• [What to do]
How many lines in the entries below contain the string "Substring"? Reply with the number only.
** Opening Entries shown block **
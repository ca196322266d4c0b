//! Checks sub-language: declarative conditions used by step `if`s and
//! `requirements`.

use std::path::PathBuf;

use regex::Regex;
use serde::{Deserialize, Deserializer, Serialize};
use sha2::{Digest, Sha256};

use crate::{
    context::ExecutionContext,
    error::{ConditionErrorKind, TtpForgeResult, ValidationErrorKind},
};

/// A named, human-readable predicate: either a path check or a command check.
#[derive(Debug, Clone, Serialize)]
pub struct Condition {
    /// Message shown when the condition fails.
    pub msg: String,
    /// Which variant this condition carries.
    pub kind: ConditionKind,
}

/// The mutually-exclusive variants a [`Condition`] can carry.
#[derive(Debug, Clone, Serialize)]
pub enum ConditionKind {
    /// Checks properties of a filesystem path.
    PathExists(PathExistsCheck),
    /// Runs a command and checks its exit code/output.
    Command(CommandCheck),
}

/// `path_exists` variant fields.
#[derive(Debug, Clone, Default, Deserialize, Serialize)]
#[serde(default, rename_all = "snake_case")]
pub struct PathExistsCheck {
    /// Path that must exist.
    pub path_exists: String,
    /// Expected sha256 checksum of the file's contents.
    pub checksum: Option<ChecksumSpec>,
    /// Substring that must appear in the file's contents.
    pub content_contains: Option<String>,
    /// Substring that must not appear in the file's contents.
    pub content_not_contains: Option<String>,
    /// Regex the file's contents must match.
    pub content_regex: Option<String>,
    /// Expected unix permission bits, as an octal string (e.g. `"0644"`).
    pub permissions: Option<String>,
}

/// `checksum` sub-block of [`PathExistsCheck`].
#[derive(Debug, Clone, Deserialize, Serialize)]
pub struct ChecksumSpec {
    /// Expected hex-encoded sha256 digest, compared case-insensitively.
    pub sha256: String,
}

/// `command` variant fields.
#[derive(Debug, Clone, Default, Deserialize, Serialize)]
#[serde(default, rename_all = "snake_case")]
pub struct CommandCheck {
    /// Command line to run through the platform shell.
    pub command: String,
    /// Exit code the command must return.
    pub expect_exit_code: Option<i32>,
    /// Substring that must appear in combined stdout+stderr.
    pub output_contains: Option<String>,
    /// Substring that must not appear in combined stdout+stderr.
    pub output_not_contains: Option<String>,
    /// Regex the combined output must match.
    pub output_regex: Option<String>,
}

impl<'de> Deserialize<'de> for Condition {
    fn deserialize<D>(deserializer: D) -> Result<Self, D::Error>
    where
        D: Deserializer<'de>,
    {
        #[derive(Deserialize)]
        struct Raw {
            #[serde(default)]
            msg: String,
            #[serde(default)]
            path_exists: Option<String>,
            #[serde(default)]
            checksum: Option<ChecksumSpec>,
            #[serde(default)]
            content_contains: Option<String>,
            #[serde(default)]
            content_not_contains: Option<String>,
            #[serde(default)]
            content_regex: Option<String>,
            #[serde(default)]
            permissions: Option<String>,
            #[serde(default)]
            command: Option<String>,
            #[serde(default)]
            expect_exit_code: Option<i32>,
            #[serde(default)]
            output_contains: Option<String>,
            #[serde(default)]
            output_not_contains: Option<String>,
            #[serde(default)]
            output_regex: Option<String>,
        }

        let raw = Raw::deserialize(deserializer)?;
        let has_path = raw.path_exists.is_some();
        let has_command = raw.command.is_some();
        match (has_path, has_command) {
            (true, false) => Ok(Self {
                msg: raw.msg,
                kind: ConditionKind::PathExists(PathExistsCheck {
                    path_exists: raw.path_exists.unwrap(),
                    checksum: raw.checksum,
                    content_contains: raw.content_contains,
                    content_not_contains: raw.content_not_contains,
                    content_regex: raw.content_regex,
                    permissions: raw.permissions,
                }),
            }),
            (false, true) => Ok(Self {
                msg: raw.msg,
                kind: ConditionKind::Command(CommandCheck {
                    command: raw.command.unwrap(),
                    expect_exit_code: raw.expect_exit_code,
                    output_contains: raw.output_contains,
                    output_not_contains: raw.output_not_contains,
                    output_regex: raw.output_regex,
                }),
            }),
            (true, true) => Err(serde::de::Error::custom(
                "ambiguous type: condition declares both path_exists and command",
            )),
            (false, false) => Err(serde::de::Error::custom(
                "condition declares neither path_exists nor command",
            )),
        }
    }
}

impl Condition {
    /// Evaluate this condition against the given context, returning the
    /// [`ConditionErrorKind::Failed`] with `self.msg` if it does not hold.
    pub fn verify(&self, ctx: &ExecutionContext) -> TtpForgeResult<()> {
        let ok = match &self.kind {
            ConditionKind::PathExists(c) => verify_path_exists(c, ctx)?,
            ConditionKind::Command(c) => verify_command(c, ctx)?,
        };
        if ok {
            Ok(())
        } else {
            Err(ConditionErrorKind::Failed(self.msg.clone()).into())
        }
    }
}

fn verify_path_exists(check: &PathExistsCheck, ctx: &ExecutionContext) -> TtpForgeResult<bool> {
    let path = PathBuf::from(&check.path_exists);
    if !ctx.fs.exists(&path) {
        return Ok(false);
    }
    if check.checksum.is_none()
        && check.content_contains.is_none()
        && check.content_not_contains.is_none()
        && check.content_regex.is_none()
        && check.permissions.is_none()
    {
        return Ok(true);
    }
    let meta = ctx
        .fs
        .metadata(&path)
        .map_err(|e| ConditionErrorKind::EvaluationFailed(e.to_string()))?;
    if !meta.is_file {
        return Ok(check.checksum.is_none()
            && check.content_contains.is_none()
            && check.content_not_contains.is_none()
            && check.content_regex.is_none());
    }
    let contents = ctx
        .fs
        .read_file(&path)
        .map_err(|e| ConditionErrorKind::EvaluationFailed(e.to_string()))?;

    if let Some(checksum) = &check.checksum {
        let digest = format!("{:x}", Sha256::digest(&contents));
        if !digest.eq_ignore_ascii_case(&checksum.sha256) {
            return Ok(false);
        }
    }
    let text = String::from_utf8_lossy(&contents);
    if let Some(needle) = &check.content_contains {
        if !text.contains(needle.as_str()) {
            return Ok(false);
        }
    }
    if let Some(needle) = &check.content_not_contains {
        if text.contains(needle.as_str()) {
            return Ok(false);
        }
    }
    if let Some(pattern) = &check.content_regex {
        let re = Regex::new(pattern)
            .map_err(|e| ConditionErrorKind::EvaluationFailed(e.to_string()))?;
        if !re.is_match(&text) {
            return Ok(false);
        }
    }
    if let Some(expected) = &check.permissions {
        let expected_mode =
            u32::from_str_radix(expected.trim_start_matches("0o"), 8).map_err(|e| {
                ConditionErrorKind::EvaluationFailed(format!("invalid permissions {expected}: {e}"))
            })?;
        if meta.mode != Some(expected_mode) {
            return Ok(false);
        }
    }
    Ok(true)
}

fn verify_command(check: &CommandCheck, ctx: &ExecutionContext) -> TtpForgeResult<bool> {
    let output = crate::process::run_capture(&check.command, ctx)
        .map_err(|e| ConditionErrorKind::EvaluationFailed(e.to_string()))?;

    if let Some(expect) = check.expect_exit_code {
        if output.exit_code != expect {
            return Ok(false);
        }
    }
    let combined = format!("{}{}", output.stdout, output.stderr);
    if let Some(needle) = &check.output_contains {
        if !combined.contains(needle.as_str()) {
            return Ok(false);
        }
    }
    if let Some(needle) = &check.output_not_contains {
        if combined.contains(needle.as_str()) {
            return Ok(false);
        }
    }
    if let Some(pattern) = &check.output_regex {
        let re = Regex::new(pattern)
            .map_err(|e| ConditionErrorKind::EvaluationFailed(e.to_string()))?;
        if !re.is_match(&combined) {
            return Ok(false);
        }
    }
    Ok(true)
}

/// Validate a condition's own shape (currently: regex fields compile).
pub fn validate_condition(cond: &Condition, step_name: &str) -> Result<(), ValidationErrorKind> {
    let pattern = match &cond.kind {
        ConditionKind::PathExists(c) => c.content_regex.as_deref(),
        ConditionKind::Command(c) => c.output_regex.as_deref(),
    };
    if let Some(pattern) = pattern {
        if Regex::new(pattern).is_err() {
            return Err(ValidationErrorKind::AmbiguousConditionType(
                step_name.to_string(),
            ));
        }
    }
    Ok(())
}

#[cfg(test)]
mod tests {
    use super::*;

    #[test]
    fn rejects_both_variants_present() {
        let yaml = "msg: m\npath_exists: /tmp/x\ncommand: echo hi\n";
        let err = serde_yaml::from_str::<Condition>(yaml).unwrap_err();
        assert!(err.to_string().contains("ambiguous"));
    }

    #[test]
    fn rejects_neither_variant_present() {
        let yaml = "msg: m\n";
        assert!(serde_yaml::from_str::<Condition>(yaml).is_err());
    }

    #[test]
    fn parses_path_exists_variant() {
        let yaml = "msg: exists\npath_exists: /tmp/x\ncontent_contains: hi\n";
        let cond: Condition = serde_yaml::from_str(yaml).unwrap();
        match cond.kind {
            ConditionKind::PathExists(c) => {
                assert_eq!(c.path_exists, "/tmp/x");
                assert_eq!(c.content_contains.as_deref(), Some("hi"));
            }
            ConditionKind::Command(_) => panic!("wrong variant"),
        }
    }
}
** Closing Entries shown block **
** Opening Entries shown block **
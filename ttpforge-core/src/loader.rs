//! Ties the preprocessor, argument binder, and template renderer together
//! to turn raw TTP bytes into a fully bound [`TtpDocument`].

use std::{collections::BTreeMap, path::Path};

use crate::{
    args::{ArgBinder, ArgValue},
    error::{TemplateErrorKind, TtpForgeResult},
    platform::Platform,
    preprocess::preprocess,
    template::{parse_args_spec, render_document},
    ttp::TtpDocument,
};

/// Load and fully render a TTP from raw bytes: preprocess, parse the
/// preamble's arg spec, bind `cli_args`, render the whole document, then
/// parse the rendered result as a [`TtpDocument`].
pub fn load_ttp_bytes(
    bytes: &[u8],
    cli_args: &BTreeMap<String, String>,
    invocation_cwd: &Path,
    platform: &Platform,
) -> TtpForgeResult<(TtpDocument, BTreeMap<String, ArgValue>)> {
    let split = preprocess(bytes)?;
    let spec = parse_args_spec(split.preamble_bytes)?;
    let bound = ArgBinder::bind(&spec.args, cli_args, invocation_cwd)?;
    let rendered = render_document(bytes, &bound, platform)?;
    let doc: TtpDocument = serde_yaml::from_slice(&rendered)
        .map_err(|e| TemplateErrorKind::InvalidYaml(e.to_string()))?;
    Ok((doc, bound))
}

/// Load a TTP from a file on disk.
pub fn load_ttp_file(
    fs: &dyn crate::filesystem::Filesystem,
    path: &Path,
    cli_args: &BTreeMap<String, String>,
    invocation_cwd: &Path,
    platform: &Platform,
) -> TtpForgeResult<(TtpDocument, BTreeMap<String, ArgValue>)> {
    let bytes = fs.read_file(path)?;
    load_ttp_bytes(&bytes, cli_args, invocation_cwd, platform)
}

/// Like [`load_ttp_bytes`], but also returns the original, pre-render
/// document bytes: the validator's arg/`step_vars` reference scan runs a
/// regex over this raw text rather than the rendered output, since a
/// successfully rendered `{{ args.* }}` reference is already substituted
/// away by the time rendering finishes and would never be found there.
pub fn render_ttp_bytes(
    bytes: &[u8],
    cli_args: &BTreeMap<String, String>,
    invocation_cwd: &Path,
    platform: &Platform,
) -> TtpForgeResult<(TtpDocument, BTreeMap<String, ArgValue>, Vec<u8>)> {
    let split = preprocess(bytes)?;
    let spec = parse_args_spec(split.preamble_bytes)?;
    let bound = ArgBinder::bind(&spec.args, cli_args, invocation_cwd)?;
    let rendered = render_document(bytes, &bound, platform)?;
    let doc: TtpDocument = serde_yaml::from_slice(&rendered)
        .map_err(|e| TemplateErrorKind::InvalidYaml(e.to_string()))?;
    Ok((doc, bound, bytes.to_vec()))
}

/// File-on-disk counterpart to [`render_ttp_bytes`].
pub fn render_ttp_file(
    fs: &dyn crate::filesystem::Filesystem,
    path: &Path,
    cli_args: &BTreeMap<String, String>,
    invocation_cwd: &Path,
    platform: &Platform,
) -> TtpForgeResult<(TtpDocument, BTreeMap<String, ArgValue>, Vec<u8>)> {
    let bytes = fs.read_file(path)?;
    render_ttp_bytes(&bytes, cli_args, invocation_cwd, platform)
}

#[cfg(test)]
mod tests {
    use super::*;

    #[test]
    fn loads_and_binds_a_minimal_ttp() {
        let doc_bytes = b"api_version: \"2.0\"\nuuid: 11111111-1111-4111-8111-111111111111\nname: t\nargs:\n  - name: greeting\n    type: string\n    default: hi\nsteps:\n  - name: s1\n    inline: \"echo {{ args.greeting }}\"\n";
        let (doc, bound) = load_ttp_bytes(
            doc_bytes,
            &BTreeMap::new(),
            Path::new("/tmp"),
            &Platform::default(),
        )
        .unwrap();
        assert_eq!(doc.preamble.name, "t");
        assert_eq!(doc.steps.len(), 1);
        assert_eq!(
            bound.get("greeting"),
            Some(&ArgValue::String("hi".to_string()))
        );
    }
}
** Closing Entries shown block **
** Opening Entries shown block **
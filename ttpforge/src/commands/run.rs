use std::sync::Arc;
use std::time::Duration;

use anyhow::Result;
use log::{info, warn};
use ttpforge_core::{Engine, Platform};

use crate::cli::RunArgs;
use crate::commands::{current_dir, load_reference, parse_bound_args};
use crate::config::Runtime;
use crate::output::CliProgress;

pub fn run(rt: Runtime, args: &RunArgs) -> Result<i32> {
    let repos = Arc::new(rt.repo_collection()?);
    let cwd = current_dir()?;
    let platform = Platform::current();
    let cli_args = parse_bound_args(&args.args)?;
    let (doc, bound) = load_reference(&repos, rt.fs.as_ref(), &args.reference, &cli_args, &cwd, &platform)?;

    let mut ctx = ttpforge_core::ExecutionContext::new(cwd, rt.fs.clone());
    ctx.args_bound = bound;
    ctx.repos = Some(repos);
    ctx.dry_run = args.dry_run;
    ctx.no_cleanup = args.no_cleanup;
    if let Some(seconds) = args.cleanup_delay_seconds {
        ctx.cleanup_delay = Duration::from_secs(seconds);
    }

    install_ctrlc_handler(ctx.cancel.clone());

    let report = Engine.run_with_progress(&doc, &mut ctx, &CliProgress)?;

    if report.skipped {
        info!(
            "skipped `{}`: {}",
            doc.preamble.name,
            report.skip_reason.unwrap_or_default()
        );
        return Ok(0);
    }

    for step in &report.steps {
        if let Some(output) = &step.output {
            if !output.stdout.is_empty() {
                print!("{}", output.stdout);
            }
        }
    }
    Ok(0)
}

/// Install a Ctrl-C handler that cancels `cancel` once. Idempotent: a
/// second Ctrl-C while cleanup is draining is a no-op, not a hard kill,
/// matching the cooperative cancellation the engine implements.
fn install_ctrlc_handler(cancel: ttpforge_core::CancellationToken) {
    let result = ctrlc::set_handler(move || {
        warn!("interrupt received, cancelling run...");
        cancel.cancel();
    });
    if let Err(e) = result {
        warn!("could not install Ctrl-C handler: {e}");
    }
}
** Closing Entries shown block **
• [Exercise output]
4